Hier müssen Menschen mit Typ-1-Diabetes besonders aufpassen, denn dieser Gestank ist ein gefährlicher Hinweis auf einen hohen Insulinverbrauch und muss sofort, am besten im Spital, aufbereitet werden. Bei Nicht-Behandlung der Ketosäure kann es zu einem diabetischen Wachkoma und zum Tod kommen. Gewichtsabnahme: Menschen mit Typ-1-Diabetes sind besonders stark beeinträchtigt, da der Organismus hier rasch auf Speisefettsäuren aus dem körpereigenen Depotfett als Energiequelle zurückgegriffen wird. ý Erhöhte Harnausscheidung (Polyurie): Hier wird über die Harnröhre der überschüssige Zucker ausgeschieden, was vor allem in der Nacht der Fall sein kann.

Hautkrankheiten sowie Parodontose kommen zunehmend bei Diabetes-Patienten vor.

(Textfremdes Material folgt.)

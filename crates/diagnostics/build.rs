//! Build script for generating the builtin diagnostic catalog at compile time.
//!
//! This script reads `spec/diagnostics.jsonc` and generates Rust files:
//! - `generated_codes.rs`: one `DiagnosticCode` constant per diagnostic
//! - `generated_catalog.rs`: the static slice of builtin entries
//! - `generated_explain.rs`: a match expression mapping ids to their descriptions
//!
//! Any defect in the catalog (duplicate ids, malformed templates, ...) fails
//! the build so it can never reach the runtime registry.

use std::env;
use std::fs;
use std::path::Path;

use gql_validator_jsonc::to_json;

#[allow(dead_code, unreachable_pub)]
#[path = "src/syntax.rs"]
mod syntax;

#[allow(dead_code, unreachable_pub)]
#[path = "src/catalog_check.rs"]
mod catalog_check;

use catalog_check::{RawEntry, check_catalog, severity_variant};

const HEADER: &str = "// Auto-generated from spec/diagnostics.jsonc. DO NOT EDIT.\n\n";

struct CatalogEntry<'a> {
    raw: RawEntry<'a>,
    summary: &'a str,
    description: &'a str,
}

fn main() {
    let spec_path = Path::new("spec/diagnostics.jsonc");
    println!("cargo:rerun-if-changed={}", spec_path.display());
    println!("cargo:rerun-if-changed=src/syntax.rs");
    println!("cargo:rerun-if-changed=src/catalog_check.rs");

    let raw = fs::read_to_string(spec_path)
        .unwrap_or_else(|e| panic!("failed to read {}: {e}", spec_path.display()));

    let spec: serde_json::Value = serde_json::from_str(&to_json(&raw))
        .unwrap_or_else(|e| panic!("failed to parse {} as JSON: {e}", spec_path.display()));

    let diagnostics = spec["diagnostics"]
        .as_array()
        .expect("diagnostics.jsonc: expected `diagnostics` array");

    let entries: Vec<CatalogEntry<'_>> = diagnostics
        .iter()
        .enumerate()
        .map(|(i, entry)| read_entry(i, entry))
        .collect();

    let rows: Vec<RawEntry<'_>> = entries.iter().map(|entry| entry.raw).collect();
    if let Err(err) = check_catalog(&rows) {
        panic!("{err}");
    }

    let out_dir = env::var("OUT_DIR").expect("OUT_DIR not set");
    let out_path = Path::new(&out_dir);

    // ── generated_codes.rs ──────────────────────────────────────────────
    let mut codes = String::from(HEADER);
    for entry in &entries {
        let RawEntry { id, const_name, .. } = entry.raw;
        codes.push_str(&format!("/// `{id}`: {}\n", entry.summary));
        codes.push_str(&format!(
            "pub const {const_name}: DiagnosticCode = DiagnosticCode::new(\"{id}\");\n\n"
        ));
    }
    fs::write(out_path.join("generated_codes.rs"), &codes)
        .expect("failed to write generated_codes.rs");

    // ── generated_catalog.rs ────────────────────────────────────────────
    let mut catalog = String::from(HEADER);
    catalog.push_str("static BUILTIN: &[BuiltinEntry] = &[\n");
    for entry in &entries {
        let RawEntry {
            const_name,
            severity,
            template,
            ..
        } = entry.raw;
        // Checked above.
        let variant = severity_variant(severity).unwrap_or_default();
        catalog.push_str("    BuiltinEntry {\n");
        catalog.push_str(&format!("        code: codes::{const_name},\n"));
        catalog.push_str(&format!("        name: \"{const_name}\",\n"));
        catalog.push_str(&format!("        severity: Severity::{variant},\n"));
        catalog.push_str(&format!(
            "        summary: \"{}\",\n",
            escape_rust_string_literal(entry.summary)
        ));
        catalog.push_str(&format!(
            "        template: \"{}\",\n",
            escape_rust_string_literal(template)
        ));
        catalog.push_str("    },\n");
    }
    catalog.push_str("];\n");
    fs::write(out_path.join("generated_catalog.rs"), &catalog)
        .expect("failed to write generated_catalog.rs");

    // ── generated_explain.rs ────────────────────────────────────────────
    let mut explain = String::from("match id {\n");
    for entry in &entries {
        explain.push_str(&format!(
            "    \"{}\" => Some(\"{}\"),\n",
            entry.raw.id,
            escape_rust_string_literal(entry.description)
        ));
    }
    explain.push_str("    _ => None,\n}\n");
    fs::write(out_path.join("generated_explain.rs"), &explain)
        .expect("failed to write generated_explain.rs");
}

fn read_entry(i: usize, entry: &serde_json::Value) -> CatalogEntry<'_> {
    let id = entry["id"]
        .as_str()
        .unwrap_or_else(|| panic!("diagnostics[{i}] missing `id`"));
    CatalogEntry {
        raw: RawEntry {
            id,
            const_name: str_field(entry, i, id, "constName"),
            severity: str_field(entry, i, id, "severity"),
            template: str_field(entry, i, id, "template"),
        },
        summary: str_field(entry, i, id, "summary"),
        description: str_field(entry, i, id, "description"),
    }
}

fn str_field<'a>(entry: &'a serde_json::Value, i: usize, id: &str, name: &str) -> &'a str {
    entry[name]
        .as_str()
        .unwrap_or_else(|| panic!("diagnostics[{i}] (id={id}) missing `{name}`"))
}

fn escape_rust_string_literal(value: &str) -> String {
    value.chars().flat_map(char::escape_default).collect()
}
//! Validation of `spec/diagnostics.jsonc` rows.
//!
//! `build.rs` compiles this file through `#[path]` and refuses to generate
//! code for a catalog that fails [`check_catalog`]. The library only builds
//! it for tests.

use std::collections::HashSet;

use crate::syntax::{self, TemplateError};

/// The fields of one catalog row that [`check_catalog`] inspects.
#[derive(Debug, Clone, Copy)]
pub(crate) struct RawEntry<'a> {
    pub(crate) id: &'a str,
    pub(crate) const_name: &'a str,
    pub(crate) severity: &'a str,
    pub(crate) template: &'a str,
}

/// Why a catalog was rejected. `index` is the row's position in the
/// `diagnostics` array.
#[derive(Debug, Clone, PartialEq, Eq, thiserror::Error)]
pub(crate) enum CatalogError {
    #[error("diagnostics[{index}]: duplicate id '{id}'")]
    DuplicateId { index: usize, id: String },

    #[error("diagnostics[{index}] (id={id}): duplicate constName '{const_name}'")]
    DuplicateConstName {
        index: usize,
        id: String,
        const_name: String,
    },

    #[error("diagnostics[{index}]: id '{id}' must be uppercase letters, digits and underscores")]
    InvalidId { index: usize, id: String },

    #[error(
        "diagnostics[{index}] (id={id}): constName '{const_name}' is not a valid SCREAMING_SNAKE_CASE identifier"
    )]
    InvalidConstName {
        index: usize,
        id: String,
        const_name: String,
    },

    #[error("diagnostics[{index}] (id={id}): invalid severity '{severity}'")]
    UnknownSeverity {
        index: usize,
        id: String,
        severity: String,
    },

    #[error("diagnostics[{index}] (id={id}): malformed template: {source}")]
    MalformedTemplate {
        index: usize,
        id: String,
        #[source]
        source: TemplateError,
    },
}

/// `Severity` variant named by a catalog severity string.
pub(crate) fn severity_variant(name: &str) -> Option<&'static str> {
    match name {
        "error" => Some("Error"),
        "warn" => Some("Warn"),
        "info" => Some("Info"),
        _ => None,
    }
}

/// Check every row on its own, then ids and const names across rows.
///
/// Stops at the first problem, in row order.
pub(crate) fn check_catalog(entries: &[RawEntry<'_>]) -> Result<(), CatalogError> {
    let mut seen_ids = HashSet::new();
    let mut seen_names = HashSet::new();
    for (index, entry) in entries.iter().enumerate() {
        check_entry(index, entry)?;
        if !seen_ids.insert(entry.id) {
            return Err(CatalogError::DuplicateId {
                index,
                id: entry.id.to_owned(),
            });
        }
        if !seen_names.insert(entry.const_name) {
            return Err(CatalogError::DuplicateConstName {
                index,
                id: entry.id.to_owned(),
                const_name: entry.const_name.to_owned(),
            });
        }
    }
    Ok(())
}

fn check_entry(index: usize, entry: &RawEntry<'_>) -> Result<(), CatalogError> {
    let id = entry.id;
    if !is_screaming_snake(id) {
        return Err(CatalogError::InvalidId {
            index,
            id: id.to_owned(),
        });
    }
    if !is_screaming_snake(entry.const_name) {
        return Err(CatalogError::InvalidConstName {
            index,
            id: id.to_owned(),
            const_name: entry.const_name.to_owned(),
        });
    }
    if severity_variant(entry.severity).is_none() {
        return Err(CatalogError::UnknownSeverity {
            index,
            id: id.to_owned(),
            severity: entry.severity.to_owned(),
        });
    }
    syntax::parse(entry.template).map_err(|source| CatalogError::MalformedTemplate {
        index,
        id: id.to_owned(),
        source,
    })?;
    Ok(())
}

fn is_screaming_snake(name: &str) -> bool {
    name.as_bytes().first().is_some_and(u8::is_ascii_uppercase)
        && name
            .bytes()
            .all(|b| b.is_ascii_uppercase() || b.is_ascii_digit() || b == b'_')
}

#[cfg(test)]
mod tests {
    use super::*;
    use crate::catalog::builtin_entries;

    fn row<'a>(id: &'a str, const_name: &'a str) -> RawEntry<'a> {
        RawEntry {
            id,
            const_name,
            severity: "error",
            template: "Invalid GraphQL field type `{0}`",
        }
    }

    #[test]
    fn builtin_catalog_passes() {
        let severities: Vec<String> = builtin_entries()
            .iter()
            .map(|entry| entry.severity.to_string())
            .collect();
        let rows: Vec<RawEntry<'_>> = builtin_entries()
            .iter()
            .zip(&severities)
            .map(|(entry, severity)| RawEntry {
                id: entry.code.as_str(),
                const_name: entry.name,
                severity,
                template: entry.template,
            })
            .collect();
        assert_eq!(check_catalog(&rows), Ok(()));
    }

    #[test]
    fn duplicate_id_is_rejected() {
        let rows = [
            row("ERROR_101", "REMOTE_METHOD_IN_SERVICE_CLASS"),
            row("ERROR_101", "INVALID_FIELD_TYPE"),
        ];
        let err = check_catalog(&rows).unwrap_err();
        assert_eq!(
            err,
            CatalogError::DuplicateId {
                index: 1,
                id: "ERROR_101".into()
            }
        );
        assert_eq!(err.to_string(), "diagnostics[1]: duplicate id 'ERROR_101'");
    }

    #[test]
    fn duplicate_const_name_is_rejected() {
        let rows = [
            row("ERROR_101", "INVALID_FIELD_TYPE"),
            row("ERROR_102", "INVALID_FIELD_TYPE"),
        ];
        assert!(matches!(
            check_catalog(&rows),
            Err(CatalogError::DuplicateConstName { index: 1, const_name, .. })
                if const_name == "INVALID_FIELD_TYPE"
        ));
    }

    #[test]
    fn lowercase_const_name_is_rejected() {
        let rows = [row("ERROR_102", "invalid_field_type")];
        let err = check_catalog(&rows).unwrap_err();
        assert_eq!(
            err.to_string(),
            "diagnostics[0] (id=ERROR_102): constName 'invalid_field_type' is not a valid SCREAMING_SNAKE_CASE identifier"
        );
    }

    #[test]
    fn const_name_must_start_with_a_letter() {
        assert!(matches!(
            check_catalog(&[row("ERROR_102", "_FIELD")]),
            Err(CatalogError::InvalidConstName { .. })
        ));
        assert!(matches!(
            check_catalog(&[row("ERROR_102", "")]),
            Err(CatalogError::InvalidConstName { .. })
        ));
    }

    #[test]
    fn malformed_id_is_rejected() {
        assert_eq!(
            check_catalog(&[row("error-102", "INVALID_FIELD_TYPE")]),
            Err(CatalogError::InvalidId {
                index: 0,
                id: "error-102".into()
            })
        );
    }

    #[test]
    fn unknown_severity_is_rejected() {
        let rows = [RawEntry {
            severity: "fatal",
            ..row("ERROR_102", "INVALID_FIELD_TYPE")
        }];
        let err = check_catalog(&rows).unwrap_err();
        assert_eq!(
            err,
            CatalogError::UnknownSeverity {
                index: 0,
                id: "ERROR_102".into(),
                severity: "fatal".into()
            }
        );
        assert_eq!(
            err.to_string(),
            "diagnostics[0] (id=ERROR_102): invalid severity 'fatal'"
        );
    }

    #[test]
    fn template_with_skipped_index_is_rejected() {
        let rows = [RawEntry {
            template: "{1}",
            ..row("ERROR_102", "INVALID_FIELD_TYPE")
        }];
        let err = check_catalog(&rows).unwrap_err();
        assert_eq!(
            err,
            CatalogError::MalformedTemplate {
                index: 0,
                id: "ERROR_102".into(),
                source: TemplateError::SkippedIndex { missing: 0 },
            }
        );
        assert_eq!(
            err.to_string(),
            "diagnostics[0] (id=ERROR_102): malformed template: argument {0} is never used although higher indices are"
        );
    }

    #[test]
    fn severity_names_map_to_variants() {
        assert_eq!(severity_variant("error"), Some("Error"));
        assert_eq!(severity_variant("warn"), Some("Warn"));
        assert_eq!(severity_variant("info"), Some("Info"));
        assert_eq!(severity_variant("Error"), None);
    }
}
//! JSONC normalisation for build scripts.
//!
//! The diagnostic catalog is authored as JSONC: plain JSON plus `//` and
//! `/* ... */` comments and trailing commas. [`to_json`] rewrites it into
//! input that `serde_json` accepts. String literals (including escaped quotes)
//! are never modified.

/// Remove `//` line comments and `/* */` block comments outside string literals.
///
/// Newlines are kept, including those inside block comments, so line numbers
/// reported by the JSON parser still point at the original source. An
/// unterminated block comment swallows the rest of the input.
#[must_use]
pub fn strip_comments(input: &str) -> String {
    let mut out = String::with_capacity(input.len());
    let mut chars = input.chars().peekable();
    let mut in_string = false;

    while let Some(c) = chars.next() {
        if in_string {
            out.push(c);
            match c {
                '\\' => {
                    if let Some(escaped) = chars.next() {
                        out.push(escaped);
                    }
                }
                '"' => in_string = false,
                _ => {}
            }
            continue;
        }

        let lookahead = chars.peek().copied();
        match (c, lookahead) {
            ('"', _) => {
                in_string = true;
                out.push(c);
            }
            ('/', Some('/')) => {
                while chars.next_if(|&next| next != '\n').is_some() {}
            }
            ('/', Some('*')) => {
                chars.next();
                let mut prev = '\0';
                for next in chars.by_ref() {
                    if prev == '*' && next == '/' {
                        break;
                    }
                    if next == '\n' {
                        out.push('\n');
                    }
                    prev = next;
                }
                out.push(' ');
            }
            _ => out.push(c),
        }
    }
    out
}

/// Drop every `,` whose next non-whitespace character is `}` or `]`.
///
/// Expects comment-free input; run [`strip_comments`] first.
#[must_use]
pub fn strip_trailing_commas(input: &str) -> String {
    let mut out = String::with_capacity(input.len());
    let mut in_string = false;
    let mut escaped = false;
    // Byte offset in `out` of the last comma not yet followed by a value.
    let mut pending_comma: Option<usize> = None;

    for c in input.chars() {
        if in_string {
            if escaped {
                escaped = false;
            } else if c == '\\' {
                escaped = true;
            } else if c == '"' {
                in_string = false;
            }
            out.push(c);
            continue;
        }

        match c {
            '}' | ']' => {
                if let Some(at) = pending_comma.take() {
                    out.remove(at);
                }
            }
            c if c.is_whitespace() => {}
            _ => pending_comma = None,
        }
        match c {
            '"' => in_string = true,
            ',' => pending_comma = Some(out.len()),
            _ => {}
        }
        out.push(c);
    }
    out
}

/// Convert JSONC text into strict JSON.
#[must_use]
pub fn to_json(input: &str) -> String {
    strip_trailing_commas(&strip_comments(input))
}
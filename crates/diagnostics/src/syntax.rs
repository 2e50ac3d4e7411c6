//! Placeholder syntax of message templates.
//!
//! Compiled into both the library and `build.rs` (via `#[path]`), so the
//! build-time catalog check and [`crate::template::Template::parse`] accept
//! exactly the same templates.

use std::collections::BTreeSet;
use std::ops::Range;

/// Syntax error found while parsing a template.
#[derive(Debug, Clone, PartialEq, Eq, thiserror::Error)]
#[non_exhaustive]
pub enum TemplateError {
    /// A `{` is not followed by an argument index or a second `{`.
    #[error("expected an argument index after `{{` at byte {offset}")]
    MissingIndex {
        /// Byte offset of the opening brace.
        offset: usize,
    },
    /// A placeholder index is not closed by `}`.
    #[error("unterminated placeholder starting at byte {offset}")]
    Unterminated {
        /// Byte offset of the opening brace.
        offset: usize,
    },
    /// A `}` appears outside a placeholder and is not doubled.
    #[error("unmatched `}}` at byte {offset}")]
    UnmatchedClose {
        /// Byte offset of the stray brace.
        offset: usize,
    },
    /// The placeholder index does not fit in `usize`.
    #[error("argument index starting at byte {offset} is too large")]
    IndexOverflow {
        /// Byte offset of the opening brace.
        offset: usize,
    },
    /// A higher index is used while a lower one never appears.
    #[error("argument {{{missing}}} is never used although higher indices are")]
    SkippedIndex {
        /// The lowest unused index.
        missing: usize,
    },
}

#[derive(Debug, Clone, PartialEq, Eq)]
pub(crate) enum Segment {
    /// Byte range of literal text in the source.
    Text(Range<usize>),
    /// Positional argument index.
    Arg(usize),
}

/// A template split into literal text and argument slots.
#[derive(Debug, Clone, PartialEq, Eq)]
pub(crate) struct Parsed {
    pub(crate) segments: Vec<Segment>,
    pub(crate) arity: usize,
}

/// Split `source` into segments and count the arguments it takes.
///
/// `{N}` is argument `N`, `{{` and `}}` are literal braces, and indices must
/// cover `0..arity` without gaps.
pub(crate) fn parse(source: &str) -> Result<Parsed, TemplateError> {
    let bytes = source.as_bytes();
    let mut segments = Vec::new();
    let mut indices = BTreeSet::new();
    let mut text_start = 0usize;
    let mut i = 0usize;

    let flush = |segments: &mut Vec<Segment>, range: Range<usize>| {
        if !range.is_empty() {
            segments.push(Segment::Text(range));
        }
    };

    while i < bytes.len() {
        match bytes[i] {
            open @ (b'{' | b'}') if bytes.get(i + 1) == Some(&open) => {
                // Keep one brace of the pair as literal text.
                flush(&mut segments, text_start..i + 1);
                i += 2;
                text_start = i;
            }
            b'{' => {
                flush(&mut segments, text_start..i);
                let digits = bytes[i + 1..]
                    .iter()
                    .take_while(|b| b.is_ascii_digit())
                    .count();
                if digits == 0 {
                    return Err(TemplateError::MissingIndex { offset: i });
                }
                let close = i + 1 + digits;
                if bytes.get(close) != Some(&b'}') {
                    return Err(TemplateError::Unterminated { offset: i });
                }
                let index: usize = source[i + 1..close]
                    .parse()
                    .map_err(|_| TemplateError::IndexOverflow { offset: i })?;
                indices.insert(index);
                segments.push(Segment::Arg(index));
                i = close + 1;
                text_start = i;
            }
            b'}' => return Err(TemplateError::UnmatchedClose { offset: i }),
            _ => i += 1,
        }
    }
    flush(&mut segments, text_start..bytes.len());

    if let Some(missing) = (0..).zip(&indices).find_map(|(k, &n)| (k != n).then_some(k)) {
        return Err(TemplateError::SkippedIndex { missing });
    }

    Ok(Parsed {
        segments,
        arity: indices.len(),
    })
}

Die Erkrankung kann der behandelnde Arzt mittels eines Blutbildes oder Blutzuckertests früh feststellen (Sie können auch ein Blutzucker-Messgerät für den Privatgebrauch für ca. 20-30? kaufen): Heute wissen wir, was Diabetes ist und wie er sich entwickelt. Der nächste Teil befasst sich damit, welche präventiven und therapeutischen Massnahmen zur Verfügung stehen und wie sich diese Erkrankung auf die Sportler auswirkt.

Wir werden auch die Wirkungsweise von Insulin und seine Wichtigkeit im Sportbereich diskutieren!